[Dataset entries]
_ _ _ _ _ _ _
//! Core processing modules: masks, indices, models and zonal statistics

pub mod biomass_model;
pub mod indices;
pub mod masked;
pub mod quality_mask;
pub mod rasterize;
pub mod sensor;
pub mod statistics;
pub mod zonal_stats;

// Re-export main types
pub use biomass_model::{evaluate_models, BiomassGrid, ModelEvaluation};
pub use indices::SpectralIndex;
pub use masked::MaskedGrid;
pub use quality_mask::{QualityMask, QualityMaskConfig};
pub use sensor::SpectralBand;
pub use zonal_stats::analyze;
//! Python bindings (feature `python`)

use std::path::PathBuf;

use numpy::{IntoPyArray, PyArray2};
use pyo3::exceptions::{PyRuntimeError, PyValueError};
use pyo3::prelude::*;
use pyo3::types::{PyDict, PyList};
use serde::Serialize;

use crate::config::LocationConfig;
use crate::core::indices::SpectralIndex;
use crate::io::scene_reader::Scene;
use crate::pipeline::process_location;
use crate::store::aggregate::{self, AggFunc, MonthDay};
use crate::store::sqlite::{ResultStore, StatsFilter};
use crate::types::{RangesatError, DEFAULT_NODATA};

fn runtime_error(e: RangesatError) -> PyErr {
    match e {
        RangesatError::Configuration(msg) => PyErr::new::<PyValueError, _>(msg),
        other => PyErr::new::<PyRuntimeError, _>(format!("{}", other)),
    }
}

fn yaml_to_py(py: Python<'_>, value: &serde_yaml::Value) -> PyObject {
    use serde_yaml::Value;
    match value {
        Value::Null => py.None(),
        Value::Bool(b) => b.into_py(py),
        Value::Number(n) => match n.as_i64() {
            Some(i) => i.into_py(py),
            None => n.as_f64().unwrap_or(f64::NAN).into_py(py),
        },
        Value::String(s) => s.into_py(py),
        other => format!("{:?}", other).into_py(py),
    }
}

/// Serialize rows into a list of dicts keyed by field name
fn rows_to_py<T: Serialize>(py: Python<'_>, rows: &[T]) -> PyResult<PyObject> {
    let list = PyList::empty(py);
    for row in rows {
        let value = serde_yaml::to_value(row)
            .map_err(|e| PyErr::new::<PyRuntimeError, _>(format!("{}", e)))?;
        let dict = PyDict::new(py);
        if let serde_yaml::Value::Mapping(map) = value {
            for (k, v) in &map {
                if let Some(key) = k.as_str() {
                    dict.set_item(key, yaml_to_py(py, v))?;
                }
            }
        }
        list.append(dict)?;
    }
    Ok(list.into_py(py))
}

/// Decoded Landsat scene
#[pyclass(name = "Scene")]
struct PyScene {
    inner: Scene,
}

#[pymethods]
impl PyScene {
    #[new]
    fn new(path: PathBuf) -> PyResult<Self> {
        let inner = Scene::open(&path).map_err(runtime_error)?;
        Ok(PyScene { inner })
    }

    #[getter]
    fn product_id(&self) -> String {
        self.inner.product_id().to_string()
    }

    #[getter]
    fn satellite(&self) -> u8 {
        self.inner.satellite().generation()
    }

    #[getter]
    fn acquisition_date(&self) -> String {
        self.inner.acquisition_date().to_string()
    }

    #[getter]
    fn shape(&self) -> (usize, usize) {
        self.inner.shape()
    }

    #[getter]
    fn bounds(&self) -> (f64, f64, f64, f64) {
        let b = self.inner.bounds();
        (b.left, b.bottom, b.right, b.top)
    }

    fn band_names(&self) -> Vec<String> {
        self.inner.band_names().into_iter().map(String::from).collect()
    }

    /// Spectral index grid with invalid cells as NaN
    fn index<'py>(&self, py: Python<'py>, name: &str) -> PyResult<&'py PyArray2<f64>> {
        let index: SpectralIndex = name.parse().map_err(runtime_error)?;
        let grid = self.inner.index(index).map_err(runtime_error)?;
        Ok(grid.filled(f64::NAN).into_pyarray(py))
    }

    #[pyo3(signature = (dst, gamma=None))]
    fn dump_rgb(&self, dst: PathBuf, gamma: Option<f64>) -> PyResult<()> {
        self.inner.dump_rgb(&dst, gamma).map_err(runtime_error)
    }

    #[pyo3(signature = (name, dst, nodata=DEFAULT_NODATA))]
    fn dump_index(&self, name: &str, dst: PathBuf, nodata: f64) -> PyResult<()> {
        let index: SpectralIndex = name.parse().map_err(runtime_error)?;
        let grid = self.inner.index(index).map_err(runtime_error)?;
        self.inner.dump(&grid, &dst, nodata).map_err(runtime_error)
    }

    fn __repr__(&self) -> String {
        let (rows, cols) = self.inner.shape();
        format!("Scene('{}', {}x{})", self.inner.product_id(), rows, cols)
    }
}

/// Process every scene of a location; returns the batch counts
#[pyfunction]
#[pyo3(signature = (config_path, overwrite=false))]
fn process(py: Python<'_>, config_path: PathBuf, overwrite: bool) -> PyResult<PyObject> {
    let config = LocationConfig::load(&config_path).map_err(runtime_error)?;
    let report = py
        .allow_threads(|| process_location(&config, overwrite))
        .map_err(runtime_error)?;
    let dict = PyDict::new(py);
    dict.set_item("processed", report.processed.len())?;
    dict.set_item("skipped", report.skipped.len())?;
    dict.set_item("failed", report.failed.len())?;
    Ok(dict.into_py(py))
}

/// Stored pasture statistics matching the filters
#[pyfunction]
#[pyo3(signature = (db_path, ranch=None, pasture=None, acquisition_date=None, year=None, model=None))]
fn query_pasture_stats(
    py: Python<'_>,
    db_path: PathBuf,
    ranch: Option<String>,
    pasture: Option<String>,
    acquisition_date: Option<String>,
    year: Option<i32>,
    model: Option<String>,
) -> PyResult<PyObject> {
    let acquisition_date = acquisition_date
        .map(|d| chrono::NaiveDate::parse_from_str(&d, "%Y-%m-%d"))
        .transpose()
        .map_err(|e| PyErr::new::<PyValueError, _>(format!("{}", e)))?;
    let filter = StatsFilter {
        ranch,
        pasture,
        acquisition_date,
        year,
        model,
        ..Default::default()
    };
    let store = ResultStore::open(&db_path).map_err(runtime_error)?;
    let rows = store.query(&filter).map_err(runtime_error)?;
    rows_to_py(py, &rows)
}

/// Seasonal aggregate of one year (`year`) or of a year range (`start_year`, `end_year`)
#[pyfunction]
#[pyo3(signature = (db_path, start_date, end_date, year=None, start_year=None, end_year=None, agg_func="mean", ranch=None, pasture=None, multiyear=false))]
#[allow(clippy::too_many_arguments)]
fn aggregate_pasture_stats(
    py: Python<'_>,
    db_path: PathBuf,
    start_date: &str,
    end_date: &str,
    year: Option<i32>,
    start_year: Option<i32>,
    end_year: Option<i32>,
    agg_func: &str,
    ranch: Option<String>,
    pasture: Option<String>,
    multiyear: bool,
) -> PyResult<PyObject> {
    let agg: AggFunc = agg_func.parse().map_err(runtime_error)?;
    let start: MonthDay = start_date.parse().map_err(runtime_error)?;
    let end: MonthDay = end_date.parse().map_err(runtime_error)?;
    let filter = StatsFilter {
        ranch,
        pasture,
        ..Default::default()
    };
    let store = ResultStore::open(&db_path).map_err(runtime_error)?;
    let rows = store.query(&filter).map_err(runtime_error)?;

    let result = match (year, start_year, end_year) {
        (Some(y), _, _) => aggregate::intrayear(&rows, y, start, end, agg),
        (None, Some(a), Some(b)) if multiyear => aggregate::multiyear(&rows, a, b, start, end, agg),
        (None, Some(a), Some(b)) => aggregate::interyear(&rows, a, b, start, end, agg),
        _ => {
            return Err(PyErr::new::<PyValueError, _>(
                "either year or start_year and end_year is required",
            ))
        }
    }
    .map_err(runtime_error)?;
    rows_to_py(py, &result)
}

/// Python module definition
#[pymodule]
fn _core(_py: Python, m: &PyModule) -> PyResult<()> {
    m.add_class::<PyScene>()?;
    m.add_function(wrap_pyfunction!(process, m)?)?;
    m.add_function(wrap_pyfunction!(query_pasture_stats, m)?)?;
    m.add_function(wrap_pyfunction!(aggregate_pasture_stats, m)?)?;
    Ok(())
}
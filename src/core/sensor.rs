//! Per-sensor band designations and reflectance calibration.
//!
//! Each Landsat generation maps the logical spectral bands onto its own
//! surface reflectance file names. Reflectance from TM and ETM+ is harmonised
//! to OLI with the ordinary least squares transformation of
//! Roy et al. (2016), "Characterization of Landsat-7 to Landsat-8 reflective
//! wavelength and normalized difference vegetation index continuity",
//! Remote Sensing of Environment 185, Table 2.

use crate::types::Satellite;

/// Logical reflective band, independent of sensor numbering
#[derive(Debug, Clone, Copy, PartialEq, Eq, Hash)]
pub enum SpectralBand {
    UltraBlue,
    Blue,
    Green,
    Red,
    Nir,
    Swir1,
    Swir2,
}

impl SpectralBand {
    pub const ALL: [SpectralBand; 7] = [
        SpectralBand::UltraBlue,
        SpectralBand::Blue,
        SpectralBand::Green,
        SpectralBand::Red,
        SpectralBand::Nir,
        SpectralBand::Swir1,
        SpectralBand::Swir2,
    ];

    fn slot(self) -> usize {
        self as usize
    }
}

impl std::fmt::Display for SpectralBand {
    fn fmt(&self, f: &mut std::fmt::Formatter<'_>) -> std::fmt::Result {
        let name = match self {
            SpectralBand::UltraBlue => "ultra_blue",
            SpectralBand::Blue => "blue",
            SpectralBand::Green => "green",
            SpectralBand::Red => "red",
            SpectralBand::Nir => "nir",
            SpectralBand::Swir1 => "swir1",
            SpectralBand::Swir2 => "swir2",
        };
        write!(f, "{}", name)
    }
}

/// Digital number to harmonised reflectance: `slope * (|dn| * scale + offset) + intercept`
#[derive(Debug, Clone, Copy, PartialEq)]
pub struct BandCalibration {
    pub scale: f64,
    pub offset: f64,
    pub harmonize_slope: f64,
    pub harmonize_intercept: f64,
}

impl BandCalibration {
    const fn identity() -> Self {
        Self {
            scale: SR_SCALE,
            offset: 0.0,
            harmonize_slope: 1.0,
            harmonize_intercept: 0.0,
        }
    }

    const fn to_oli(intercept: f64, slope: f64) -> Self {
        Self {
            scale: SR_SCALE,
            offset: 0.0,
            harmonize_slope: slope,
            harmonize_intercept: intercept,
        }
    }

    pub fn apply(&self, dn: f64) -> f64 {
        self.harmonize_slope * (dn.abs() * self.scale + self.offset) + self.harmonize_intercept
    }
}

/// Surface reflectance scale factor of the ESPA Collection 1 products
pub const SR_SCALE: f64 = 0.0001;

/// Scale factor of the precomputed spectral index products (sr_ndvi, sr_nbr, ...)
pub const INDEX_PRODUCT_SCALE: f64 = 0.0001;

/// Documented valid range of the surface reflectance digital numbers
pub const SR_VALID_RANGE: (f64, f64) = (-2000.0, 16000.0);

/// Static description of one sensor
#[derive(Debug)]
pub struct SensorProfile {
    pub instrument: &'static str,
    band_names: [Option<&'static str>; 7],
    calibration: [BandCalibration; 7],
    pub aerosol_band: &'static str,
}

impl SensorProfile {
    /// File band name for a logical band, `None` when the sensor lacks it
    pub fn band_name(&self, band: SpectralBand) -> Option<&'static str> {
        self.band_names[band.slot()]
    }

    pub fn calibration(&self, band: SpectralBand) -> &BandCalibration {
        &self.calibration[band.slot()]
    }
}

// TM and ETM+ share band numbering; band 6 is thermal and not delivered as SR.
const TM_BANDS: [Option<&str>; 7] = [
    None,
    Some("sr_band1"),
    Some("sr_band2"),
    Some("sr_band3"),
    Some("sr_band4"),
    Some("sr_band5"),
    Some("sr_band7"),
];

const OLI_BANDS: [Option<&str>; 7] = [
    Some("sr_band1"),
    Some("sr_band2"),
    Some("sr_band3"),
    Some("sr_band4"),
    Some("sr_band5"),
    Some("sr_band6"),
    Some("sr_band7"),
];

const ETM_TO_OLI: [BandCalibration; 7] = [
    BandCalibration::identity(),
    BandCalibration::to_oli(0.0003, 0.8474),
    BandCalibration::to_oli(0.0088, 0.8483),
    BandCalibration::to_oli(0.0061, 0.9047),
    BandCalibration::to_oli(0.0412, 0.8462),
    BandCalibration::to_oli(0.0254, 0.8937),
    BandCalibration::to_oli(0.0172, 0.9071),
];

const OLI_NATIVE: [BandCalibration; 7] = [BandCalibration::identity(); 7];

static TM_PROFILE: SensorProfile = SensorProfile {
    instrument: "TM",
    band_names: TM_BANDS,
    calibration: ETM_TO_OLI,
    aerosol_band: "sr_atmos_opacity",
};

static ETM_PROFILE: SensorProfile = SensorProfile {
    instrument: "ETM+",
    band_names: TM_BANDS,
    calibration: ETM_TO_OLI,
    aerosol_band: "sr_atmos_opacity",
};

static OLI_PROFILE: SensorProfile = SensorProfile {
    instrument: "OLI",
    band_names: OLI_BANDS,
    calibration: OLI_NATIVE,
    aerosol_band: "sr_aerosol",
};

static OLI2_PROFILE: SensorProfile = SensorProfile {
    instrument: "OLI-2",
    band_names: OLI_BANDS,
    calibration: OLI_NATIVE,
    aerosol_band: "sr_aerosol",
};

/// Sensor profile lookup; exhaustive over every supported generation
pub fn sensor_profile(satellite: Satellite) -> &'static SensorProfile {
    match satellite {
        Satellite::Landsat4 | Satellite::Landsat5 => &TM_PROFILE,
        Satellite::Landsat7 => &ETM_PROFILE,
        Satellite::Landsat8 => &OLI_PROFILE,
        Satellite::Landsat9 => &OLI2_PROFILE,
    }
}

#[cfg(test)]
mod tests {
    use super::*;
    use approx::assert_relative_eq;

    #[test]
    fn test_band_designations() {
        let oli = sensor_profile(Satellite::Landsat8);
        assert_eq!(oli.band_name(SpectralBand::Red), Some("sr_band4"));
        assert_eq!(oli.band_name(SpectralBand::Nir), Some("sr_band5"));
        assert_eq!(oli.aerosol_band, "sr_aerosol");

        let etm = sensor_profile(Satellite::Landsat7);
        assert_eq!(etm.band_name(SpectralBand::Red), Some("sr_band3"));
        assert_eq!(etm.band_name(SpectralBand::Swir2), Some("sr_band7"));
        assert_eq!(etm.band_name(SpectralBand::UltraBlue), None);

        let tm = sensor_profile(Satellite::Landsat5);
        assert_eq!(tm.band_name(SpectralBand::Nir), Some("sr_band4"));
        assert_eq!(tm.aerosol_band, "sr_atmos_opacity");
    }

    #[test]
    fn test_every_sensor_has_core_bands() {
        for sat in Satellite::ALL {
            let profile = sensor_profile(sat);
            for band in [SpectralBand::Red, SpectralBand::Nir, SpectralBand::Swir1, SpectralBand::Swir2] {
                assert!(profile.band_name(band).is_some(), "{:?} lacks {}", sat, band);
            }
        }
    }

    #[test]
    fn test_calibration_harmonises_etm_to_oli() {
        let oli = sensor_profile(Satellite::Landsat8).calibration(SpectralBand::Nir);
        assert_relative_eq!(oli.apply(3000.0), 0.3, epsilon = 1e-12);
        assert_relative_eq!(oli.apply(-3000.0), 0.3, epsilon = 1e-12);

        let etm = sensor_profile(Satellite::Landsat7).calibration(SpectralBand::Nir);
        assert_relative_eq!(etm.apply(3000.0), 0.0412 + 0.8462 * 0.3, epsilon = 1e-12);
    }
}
_ _ _ _ _ _ _
### Task details
Could you state how many lines of the records contain "SpectralIndex"? Give the number and nothing else.

### Exercise output
4